And again, it's not about limiting what you can take, but it's saying, you know, take a portion, don't take 25 spoons, and eat as much as you'd like, and let's all try and work to not throw things away. So we keep working with those kind of things to help people, again, unconsciously make great choices for themselves and for us. So in addition to these examples, we also run sustainability workshops at our hotels every year, all the hotels. And there, all the team members get together and they talk about sustainability. They talk about what we've done and what more we can do.

And then they start setting targets together for their hotel about what can they focus on and what can they do this year. We're not following up, we're not whipping them into shape to try and try and get them to do things, but we are encouraging them to have that conversation and to start understanding how their actions have an impact on their individual hotel. And we've noticed that we get great action from that, but we also create lots of pride in the organization because people start talking about what we do, new team members understand what we've done in the past, and they're really happy again to be here. So as we said, every step counts. And these are just some of the things that we do to try and make ourselves better every day.

But we're not satisfied. We are raising the bar. As we look beyond 2020 and our current targets, we are launching a new strategic platform for sustainability. Our ambition is to lead sustainability action in our industry, and our vision is a world class Nordic hotel experience where Scandic is the most sustainable place to meet, to eat and to sleep away from home. This is our strategy summarized.

You can see that we've got our vision at the top, a world class Nordic Hotel company. In the middle is the core of our strategy, where we innovate to drive change. And that's really about the core of what we do, right? And that's how we're going to drive change. Just keep doing what we are doing, but doing it even better.

And all of this rests on a foundation of what we call sustainable hotel operations. And that's where we work to get better and better each and every day.
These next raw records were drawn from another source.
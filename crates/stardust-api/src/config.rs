//! Server configuration read from the environment.

use std::net::SocketAddr;
use std::path::PathBuf;
use std::time::Duration;

use stardust_playback::application::controller::PlaybackConfig;

use crate::error::AppError;

/// Which speech backend narrates sessions.
#[derive(Debug, Clone, Copy, PartialEq, Eq)]
pub enum SpeechBackendKind {
    /// An eSpeak-compatible command.
    Espeak,
    /// No audio; scenes auto-advance silently.
    Silent,
}

/// Server settings.
#[derive(Debug, Clone, PartialEq, Eq)]
pub struct AppConfig {
    /// Bind host.
    pub host: String,
    /// Bind port.
    pub port: u16,
    /// Pause between narration completion and automatic advance.
    pub settle_delay: Duration,
    /// Speech backend.
    pub speech_backend: SpeechBackendKind,
    /// Program run by the eSpeak backend.
    pub espeak_program: PathBuf,
    /// Directory of extra story documents.
    pub story_dir: Option<PathBuf>,
}

impl AppConfig {
    /// Reads `HOST`, `PORT`, `SETTLE_DELAY_MS`, `SPEECH_BACKEND`,
    /// `ESPEAK_PROGRAM`, and `STORY_DIR`.
    ///
    /// # Errors
    ///
    /// Returns `AppError::Config` if a variable is set but malformed.
    pub fn from_env() -> Result<Self, AppError> {
        Self::from_lookup(|key| std::env::var(key).ok())
    }

    /// Same as [`from_env`](Self::from_env) over an arbitrary variable source.
    ///
    /// # Errors
    ///
    /// Returns `AppError::Config` if a variable is set but malformed.
    pub fn from_lookup(lookup: impl Fn(&str) -> Option<String>) -> Result<Self, AppError> {
        let host = lookup("HOST").unwrap_or_else(|| "0.0.0.0".to_string());
        let port = match lookup("PORT") {
            Some(raw) => raw
                .parse()
                .map_err(|e| AppError::Config(format!("PORT must be a valid u16: {e}")))?,
            None => 3000,
        };
        let settle_delay = match lookup("SETTLE_DELAY_MS") {
            Some(raw) => raw.parse().map(Duration::from_millis).map_err(|e| {
                AppError::Config(format!("SETTLE_DELAY_MS must be milliseconds: {e}"))
            })?,
            None => PlaybackConfig::DEFAULT_SETTLE_DELAY,
        };
        let speech_backend = match lookup("SPEECH_BACKEND").as_deref() {
            None | Some("espeak") => SpeechBackendKind::Espeak,
            Some("silent") => SpeechBackendKind::Silent,
            Some(other) => {
                return Err(AppError::Config(format!(
                    "SPEECH_BACKEND must be `espeak` or `silent`, got `{other}`"
                )));
            }
        };
        let espeak_program = lookup("ESPEAK_PROGRAM").map_or_else(
            || PathBuf::from("espeak-ng"),
            PathBuf::from,
        );
        let story_dir = lookup("STORY_DIR")
            .filter(|dir| !dir.trim().is_empty())
            .map(PathBuf::from);

        Ok(Self {
            host,
            port,
            settle_delay,
            speech_backend,
            espeak_program,
            story_dir,
        })
    }

    /// Socket address to bind.
    ///
    /// # Errors
    ///
    /// Returns `AppError::Config` if `HOST:PORT` is not a socket address.
    pub fn addr(&self) -> Result<SocketAddr, AppError> {
        format!("{}:{}", self.host, self.port)
            .parse()
            .map_err(|e| AppError::Config(format!("invalid HOST:PORT combination: {e}")))
    }

    /// Defaults for new playback sessions.
    #[must_use]
    pub fn playback(&self) -> PlaybackConfig {
        PlaybackConfig {
            settle_delay: self.settle_delay,
            ..PlaybackConfig::default()
        }
    }
}
// src/scoring/mod.rs

pub mod rules;
pub mod fusion;

pub use rules::{score_text, BASE_SCORE};
pub use fusion::fuse;
use dashmap::DashMap;
use std::sync::Arc;
use std::time::{Duration, Instant};

use super::clock::{Clock, SystemClock};
use crate::types::AggregatedEvidence;

const FINGERPRINT_CHARS: usize = 50;

/// Cache key for a claim: first 50 characters, lower-cased and trimmed.
pub fn fingerprint(query: &str) -> String {
    let prefix: String = query.chars().take(FINGERPRINT_CHARS).collect();
    prefix.to_lowercase().trim().to_string()
}

#[derive(Clone)]
struct CacheEntry {
    evidence: AggregatedEvidence,
    cached_at: Instant,
}

/// Process-wide evidence cache with a fixed TTL.
///
/// Backed by a sharded concurrent map: readers never block each other and a
/// write replaces the whole entry for its key. Two requests that miss on the
/// same key at once both recompute and the later insert wins, which is fine
/// because the values are equivalent.
pub struct EvidenceCache {
    entries: DashMap<String, CacheEntry>,
    ttl: Duration,
    clock: Arc<dyn Clock>,
}

impl EvidenceCache {
    pub fn new(ttl: Duration) -> Self {
        Self::with_clock(ttl, Arc::new(SystemClock))
    }

    pub fn with_clock(ttl: Duration, clock: Arc<dyn Clock>) -> Self {
        Self {
            entries: DashMap::new(),
            ttl,
            clock,
        }
    }

    pub fn ttl(&self) -> Duration {
        self.ttl
    }

    pub fn get(&self, key: &str) -> Option<AggregatedEvidence> {
        let entry = self.entries.get(key)?;
        let age = self.clock.now().saturating_duration_since(entry.cached_at);
        if age < self.ttl {
            Some(entry.evidence.clone())
        } else {
            None
        }
    }

    pub fn set(&self, key: String, evidence: AggregatedEvidence) {
        let entry = CacheEntry {
            evidence,
            cached_at: self.clock.now(),
        };
        self.entries.insert(key, entry);
    }

    pub fn remove(&self, key: &str) -> bool {
        self.entries.remove(key).is_some()
    }

    pub fn clear(&self) {
        self.entries.clear();
    }

    pub fn size(&self) -> usize {
        self.entries.len()
    }

    /// Remove expired entries
    pub fn cleanup(&self) {
        let now = self.clock.now();
        self.entries
            .retain(|_, entry| now.saturating_duration_since(entry.cached_at) < self.ttl);
    }
}

#[cfg(test)]
mod tests {
    use super::*;
    use crate::cache::ManualClock;
    use crate::types::EvidenceItem;

    fn make_evidence(title: &str) -> AggregatedEvidence {
        AggregatedEvidence {
            items: vec![EvidenceItem::new("Reuters", "2024-10-14", title)],
        }
    }

    #[test]
    fn test_fingerprint_prefix() {
        let long = format!("  {}", "A".repeat(80));
        let key = fingerprint(&long);

        assert_eq!(key.chars().count(), 48);
        assert!(key.chars().all(|c| c == 'a'));
        assert_eq!(fingerprint("The Earth Is Flat "), "the earth is flat");
    }

    #[test]
    fn test_cache_set_and_get() {
        let cache = EvidenceCache::new(Duration::from_secs(900));

        cache.set("claim".to_string(), make_evidence("one"));

        let cached = cache.get("claim").unwrap();
        assert_eq!(cached.items[0].title, "one");
    }

    #[test]
    fn test_cache_expiration() {
        let clock = Arc::new(ManualClock::new());
        let cache = EvidenceCache::with_clock(Duration::from_secs(900), clock.clone());

        cache.set("claim".to_string(), make_evidence("one"));
        clock.advance(Duration::from_secs(899));
        assert!(cache.get("claim").is_some());

        clock.advance(Duration::from_secs(1));
        assert!(cache.get("claim").is_none());
    }

    #[test]
    fn test_cache_refresh_replaces_entry() {
        let clock = Arc::new(ManualClock::new());
        let cache = EvidenceCache::with_clock(Duration::from_secs(60), clock.clone());

        cache.set("claim".to_string(), make_evidence("old"));
        clock.advance(Duration::from_secs(61));
        cache.set("claim".to_string(), make_evidence("new"));

        assert_eq!(cache.size(), 1);
        assert_eq!(cache.get("claim").unwrap().items[0].title, "new");
    }

    #[test]
    fn test_cache_remove_and_clear() {
        let cache = EvidenceCache::new(Duration::from_secs(60));

        cache.set("key1".to_string(), make_evidence("one"));
        cache.set("key2".to_string(), make_evidence("two"));
        assert!(cache.remove("key1"));
        assert!(!cache.remove("key1"));
        assert_eq!(cache.size(), 1);

        cache.clear();
        assert_eq!(cache.size(), 0);
    }

    #[test]
    fn test_cache_cleanup() {
        let clock = Arc::new(ManualClock::new());
        let cache = EvidenceCache::with_clock(Duration::from_secs(60), clock.clone());

        cache.set("expired".to_string(), make_evidence("old"));
        clock.advance(Duration::from_secs(120));
        cache.set("valid".to_string(), make_evidence("fresh"));

        cache.cleanup();

        assert_eq!(cache.size(), 1);
        assert!(cache.get("valid").is_some());
    }

    #[test]
    fn test_concurrent_writers() {
        let cache = Arc::new(EvidenceCache::new(Duration::from_secs(60)));

        let handles: Vec<_> = (0..8)
            .map(|i| {
                let cache = cache.clone();
                std::thread::spawn(move || {
                    for j in 0..50 {
                        cache.set(format!("key{}", j % 10), make_evidence(&format!("{}-{}", i, j)));
                        let _ = cache.get("key0");
                    }
                })
            })
            .collect();

        for handle in handles {
            handle.join().unwrap();
        }

        assert_eq!(cache.size(), 10);
    }
}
So let's take a closer look at what we mean by each of these areas, meet, eat and sleep. And I'm going to keep saying that, so you're going to know it when you walk out of here this afternoon. So meet, that's all about our people, the people who work with us, the people who come into our hotels and the people in our local societies that we also work with.

We want to be the most inclusive company for the many people. We want to be the place that everyone wants to be. And how are we going to do that? We're going to work for diversity and inclusion in recruitment, career development and training opportunities. And we're going to continue to engage with our local communities to make a positive impact.

When it comes to EAT, that's all about our food, of course. We want to lead the way to better food and beverage with less impact. And we'll do that by reducing waste, both in food and in packaging, offering sustainable alternatives, offering more plant based and healthy options, and will source sustainably by optimizing ordering and delivering and choosing certified and seasonal products. When it comes to sleep, we're talking about our rooms. And here we want to offer our guests the most sustainable room experience.

That means we're going to have to work at our hotel room sustainability, using less chemicals and more sustainable materials. Think circular in our rooms as well, encourage, reduce, reuse, recycle, of course. And that means thinking about every product that comes into the room, where did that come from and then where is it going to end up at the end of its life? Or how can we use it somewhere else perhaps? And of course, here is where we can really engage our guests in sustainable behaviors.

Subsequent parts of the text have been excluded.